Stellar, another blockchain network focused on payments, partners with MoneyGram and other remittance providers to enable low-cost cross-border transfers, particularly in corridors serving developing markets. Circle’s USDC stablecoin, issued on multiple blockchain networks, is used by financial institutions for instant dollar-denominated settlement across borders.
The traditional correspondent banking model for cross-border payments involves three to five intermediary banks, each adding fees and processing time. Blockchain-based alternatives reduce this to a single transfer between sender and receiver, settling in minutes. The cost reduction is proportional to the number of intermediaries eliminated: from 3% to 5% per transfer to fractions of a percent.
The Tokenisation Layer
Tokenisation, representing real-world assets as digital tokens on a blockchain, is building a new infrastructure layer on top of existing financial markets. The assets being tokenised include government bonds, corporate bonds, money market funds, real estate, private equity, and commodities.
BlackRock’s BUIDL fund (tokenised US Treasury exposure on Ethereum) attracted over $500 million in assets. Franklin Templeton’s OnChain US Government Money Fund exceeded $700 million. Ondo Finance, Maple Finance, and Centrifuge are building tokenised credit products that connect blockchain-based lending with real-world borrowers.
The infrastructure implications of tokenisation are significant. Tokenised assets can trade 24/7, unlike traditional securities markets that close at 4pm and do not operate on weekends. They can be fractionalised, allowing investors to buy $100 of a Treasury bond or $50 of a real estate fund. They can be programmed, with smart contracts that automatically distribute interest payments, enforce transfer restrictions, and manage compliance requirements.
Blockchain as a Service (BaaS) holds 51.72% of the blockchain technology market by component, per Fortune Business Insights. That share indicates that most institutions are accessing blockchain infrastructure through cloud-based services rather than building their own nodes and networks. The BaaS model lowers the barrier to entry for institutions that want to use blockchain without managing the underlying technology.

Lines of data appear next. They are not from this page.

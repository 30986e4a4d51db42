#![forbid(unsafe_code)]

//! Geometric primitives.

/// A pointer position in host pixels (CSS `clientX` / `clientY`).
#[derive(Debug, Clone, Copy, PartialEq, Default)]
pub struct Point {
    pub x: f64,
    pub y: f64,
}

impl Point {
    /// Create a new point.
    #[inline]
    #[must_use]
    pub const fn new(x: f64, y: f64) -> Self {
        Self { x, y }
    }

    /// Signed displacement `(dx, dy)` from `origin` to `self`.
    #[inline]
    #[must_use]
    pub fn delta_from(self, origin: Self) -> (f64, f64) {
        (self.x - origin.x, self.y - origin.y)
    }
}

impl From<(f64, f64)> for Point {
    fn from((x, y): (f64, f64)) -> Self {
        Self { x, y }
    }
}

Integration With Existing Infrastructure
Blockchain does not replace existing financial infrastructure in one step. It integrates with it. SWIFT’s blockchain interoperability trials demonstrate this: rather than asking 11,000 institutions to abandon SWIFT and adopt a new network, SWIFT is building connectors that allow blockchain-based platforms to communicate through existing SWIFT messaging infrastructure.
Central bank digital currencies (CBDCs) represent another integration point. The digital euro, digital pound, and e-CNY will coexist with existing payment systems, not replace them. Commercial banks will need infrastructure that handles both traditional deposits and CBDC balances, both conventional payments and tokenised settlements.
Eighty-three percent of financial institutions globally are exploring or deploying blockchain solutions, per Coinlaw. The 17% that are not exploring blockchain are increasingly outliers. The infrastructure question is no longer whether blockchain will become part of financial plumbing but how quickly and through which integration pathways.
Private blockchain (used by most institutional deployments) holds 42.47% market share, per Fortune Business Insights, while hybrid blockchain is growing fastest at 45.34% CAGR. Hybrid models, which combine private networks for institutional operations with public network interoperability, are likely to define the mature form of blockchain financial infrastructure. The institutions building for that hybrid future are investing now in technology that will take years to reach full deployment but will fundamentally reshape how financial assets are created, traded, and settled.